[The problem]:
Please return all lines from the records below that include the string "evaluation".

[Extracted records]:
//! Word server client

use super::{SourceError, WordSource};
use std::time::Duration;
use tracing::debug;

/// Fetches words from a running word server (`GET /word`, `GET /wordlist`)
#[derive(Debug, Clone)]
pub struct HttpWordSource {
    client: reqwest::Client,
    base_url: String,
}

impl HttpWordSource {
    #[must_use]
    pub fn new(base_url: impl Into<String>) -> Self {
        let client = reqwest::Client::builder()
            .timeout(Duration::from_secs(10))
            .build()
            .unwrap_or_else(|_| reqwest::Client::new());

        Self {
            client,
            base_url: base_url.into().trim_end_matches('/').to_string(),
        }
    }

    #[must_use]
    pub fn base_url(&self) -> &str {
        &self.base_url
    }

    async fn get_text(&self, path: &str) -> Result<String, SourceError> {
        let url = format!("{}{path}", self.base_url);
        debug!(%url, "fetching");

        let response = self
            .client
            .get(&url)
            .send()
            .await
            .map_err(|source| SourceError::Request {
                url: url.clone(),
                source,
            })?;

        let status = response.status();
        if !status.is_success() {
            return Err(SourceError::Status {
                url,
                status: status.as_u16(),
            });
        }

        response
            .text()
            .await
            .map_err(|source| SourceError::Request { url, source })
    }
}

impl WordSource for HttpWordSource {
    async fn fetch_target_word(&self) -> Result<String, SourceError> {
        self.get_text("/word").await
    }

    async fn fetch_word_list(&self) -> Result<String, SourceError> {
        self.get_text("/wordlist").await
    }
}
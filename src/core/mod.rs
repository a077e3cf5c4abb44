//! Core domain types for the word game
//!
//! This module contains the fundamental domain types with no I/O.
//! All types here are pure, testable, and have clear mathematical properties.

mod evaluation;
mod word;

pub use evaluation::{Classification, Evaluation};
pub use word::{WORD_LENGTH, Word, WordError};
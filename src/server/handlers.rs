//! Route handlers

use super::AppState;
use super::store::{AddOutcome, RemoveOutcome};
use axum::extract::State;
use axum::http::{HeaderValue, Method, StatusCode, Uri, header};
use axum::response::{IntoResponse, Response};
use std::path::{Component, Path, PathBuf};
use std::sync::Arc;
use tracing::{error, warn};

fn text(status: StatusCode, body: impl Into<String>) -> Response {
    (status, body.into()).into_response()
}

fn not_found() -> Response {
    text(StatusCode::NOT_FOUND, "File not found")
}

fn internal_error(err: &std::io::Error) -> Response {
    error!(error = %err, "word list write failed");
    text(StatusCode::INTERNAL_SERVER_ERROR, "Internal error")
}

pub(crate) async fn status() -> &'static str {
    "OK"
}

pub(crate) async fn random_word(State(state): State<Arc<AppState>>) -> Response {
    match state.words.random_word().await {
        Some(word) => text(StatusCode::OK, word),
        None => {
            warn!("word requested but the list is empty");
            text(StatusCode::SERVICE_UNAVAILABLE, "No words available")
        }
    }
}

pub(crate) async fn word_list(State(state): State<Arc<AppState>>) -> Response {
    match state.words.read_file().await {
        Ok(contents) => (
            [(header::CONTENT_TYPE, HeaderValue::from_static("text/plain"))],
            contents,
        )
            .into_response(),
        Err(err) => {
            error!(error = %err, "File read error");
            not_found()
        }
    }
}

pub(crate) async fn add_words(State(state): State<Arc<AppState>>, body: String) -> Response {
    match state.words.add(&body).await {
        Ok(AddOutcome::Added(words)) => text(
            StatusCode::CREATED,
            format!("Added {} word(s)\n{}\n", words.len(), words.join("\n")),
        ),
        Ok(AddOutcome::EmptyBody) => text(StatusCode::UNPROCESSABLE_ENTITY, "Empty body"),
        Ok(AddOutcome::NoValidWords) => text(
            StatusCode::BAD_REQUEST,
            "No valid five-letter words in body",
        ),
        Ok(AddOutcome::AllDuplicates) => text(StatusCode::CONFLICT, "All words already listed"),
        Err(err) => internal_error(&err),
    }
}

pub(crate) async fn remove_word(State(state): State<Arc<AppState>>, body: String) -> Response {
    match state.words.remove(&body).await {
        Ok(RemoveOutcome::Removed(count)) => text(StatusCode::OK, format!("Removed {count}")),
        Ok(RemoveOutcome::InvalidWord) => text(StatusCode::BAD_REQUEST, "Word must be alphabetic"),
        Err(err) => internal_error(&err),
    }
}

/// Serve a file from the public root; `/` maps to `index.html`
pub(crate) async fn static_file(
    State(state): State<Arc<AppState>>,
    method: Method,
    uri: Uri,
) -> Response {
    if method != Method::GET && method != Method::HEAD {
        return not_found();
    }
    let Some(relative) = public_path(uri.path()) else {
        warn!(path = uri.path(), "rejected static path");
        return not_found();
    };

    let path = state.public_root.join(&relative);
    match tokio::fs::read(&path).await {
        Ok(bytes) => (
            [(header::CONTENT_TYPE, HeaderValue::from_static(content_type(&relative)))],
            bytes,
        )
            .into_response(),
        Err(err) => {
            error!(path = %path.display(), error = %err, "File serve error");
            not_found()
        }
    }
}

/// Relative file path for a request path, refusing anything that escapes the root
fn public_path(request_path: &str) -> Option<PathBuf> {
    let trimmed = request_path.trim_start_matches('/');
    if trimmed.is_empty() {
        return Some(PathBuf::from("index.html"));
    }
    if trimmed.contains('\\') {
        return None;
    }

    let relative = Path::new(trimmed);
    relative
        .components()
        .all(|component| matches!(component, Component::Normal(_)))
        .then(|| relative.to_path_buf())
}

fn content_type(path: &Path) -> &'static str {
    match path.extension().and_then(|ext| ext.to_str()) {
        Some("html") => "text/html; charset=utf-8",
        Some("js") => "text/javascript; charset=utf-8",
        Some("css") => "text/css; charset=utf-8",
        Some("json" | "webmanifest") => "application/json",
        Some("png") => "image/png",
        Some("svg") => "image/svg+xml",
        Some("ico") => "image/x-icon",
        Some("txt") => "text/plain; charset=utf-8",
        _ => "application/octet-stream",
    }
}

==

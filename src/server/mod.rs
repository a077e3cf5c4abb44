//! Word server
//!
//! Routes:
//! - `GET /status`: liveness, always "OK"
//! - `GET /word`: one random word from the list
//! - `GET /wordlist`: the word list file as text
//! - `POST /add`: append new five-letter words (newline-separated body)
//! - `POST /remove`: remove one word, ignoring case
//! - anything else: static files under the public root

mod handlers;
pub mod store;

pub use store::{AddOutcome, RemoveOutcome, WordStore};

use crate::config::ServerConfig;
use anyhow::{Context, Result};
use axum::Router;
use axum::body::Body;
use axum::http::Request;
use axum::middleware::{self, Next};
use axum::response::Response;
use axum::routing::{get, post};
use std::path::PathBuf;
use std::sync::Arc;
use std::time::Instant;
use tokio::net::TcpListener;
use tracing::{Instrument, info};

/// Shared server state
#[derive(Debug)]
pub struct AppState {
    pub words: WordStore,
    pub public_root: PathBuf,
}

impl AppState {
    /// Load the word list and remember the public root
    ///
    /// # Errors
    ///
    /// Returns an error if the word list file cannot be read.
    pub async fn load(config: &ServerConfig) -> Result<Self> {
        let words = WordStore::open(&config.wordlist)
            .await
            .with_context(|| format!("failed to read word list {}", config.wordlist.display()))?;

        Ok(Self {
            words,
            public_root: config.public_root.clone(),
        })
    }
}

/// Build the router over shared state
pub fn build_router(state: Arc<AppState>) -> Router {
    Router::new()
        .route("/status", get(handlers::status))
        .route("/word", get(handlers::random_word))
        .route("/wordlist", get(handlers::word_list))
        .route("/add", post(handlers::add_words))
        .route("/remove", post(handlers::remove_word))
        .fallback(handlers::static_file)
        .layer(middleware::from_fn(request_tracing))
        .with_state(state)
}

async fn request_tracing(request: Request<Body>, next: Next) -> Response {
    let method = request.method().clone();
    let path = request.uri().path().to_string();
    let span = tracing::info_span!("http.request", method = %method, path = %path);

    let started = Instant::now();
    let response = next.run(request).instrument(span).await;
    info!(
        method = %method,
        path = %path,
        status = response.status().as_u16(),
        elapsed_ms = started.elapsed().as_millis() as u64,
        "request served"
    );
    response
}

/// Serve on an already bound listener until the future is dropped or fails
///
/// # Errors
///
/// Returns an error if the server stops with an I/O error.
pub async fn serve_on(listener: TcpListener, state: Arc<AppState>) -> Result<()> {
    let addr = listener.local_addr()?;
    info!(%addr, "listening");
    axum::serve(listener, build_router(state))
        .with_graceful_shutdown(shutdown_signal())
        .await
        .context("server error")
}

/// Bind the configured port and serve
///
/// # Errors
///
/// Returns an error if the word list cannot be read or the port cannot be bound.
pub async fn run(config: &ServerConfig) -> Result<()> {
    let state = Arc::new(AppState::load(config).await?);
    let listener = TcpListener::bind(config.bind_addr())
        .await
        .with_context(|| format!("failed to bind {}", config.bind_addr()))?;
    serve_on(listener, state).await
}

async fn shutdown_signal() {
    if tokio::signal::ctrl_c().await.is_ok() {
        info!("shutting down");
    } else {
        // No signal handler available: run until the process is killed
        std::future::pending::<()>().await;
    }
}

[Task response]:
mod evaluation;
pub use evaluation::{Classification, Evaluation};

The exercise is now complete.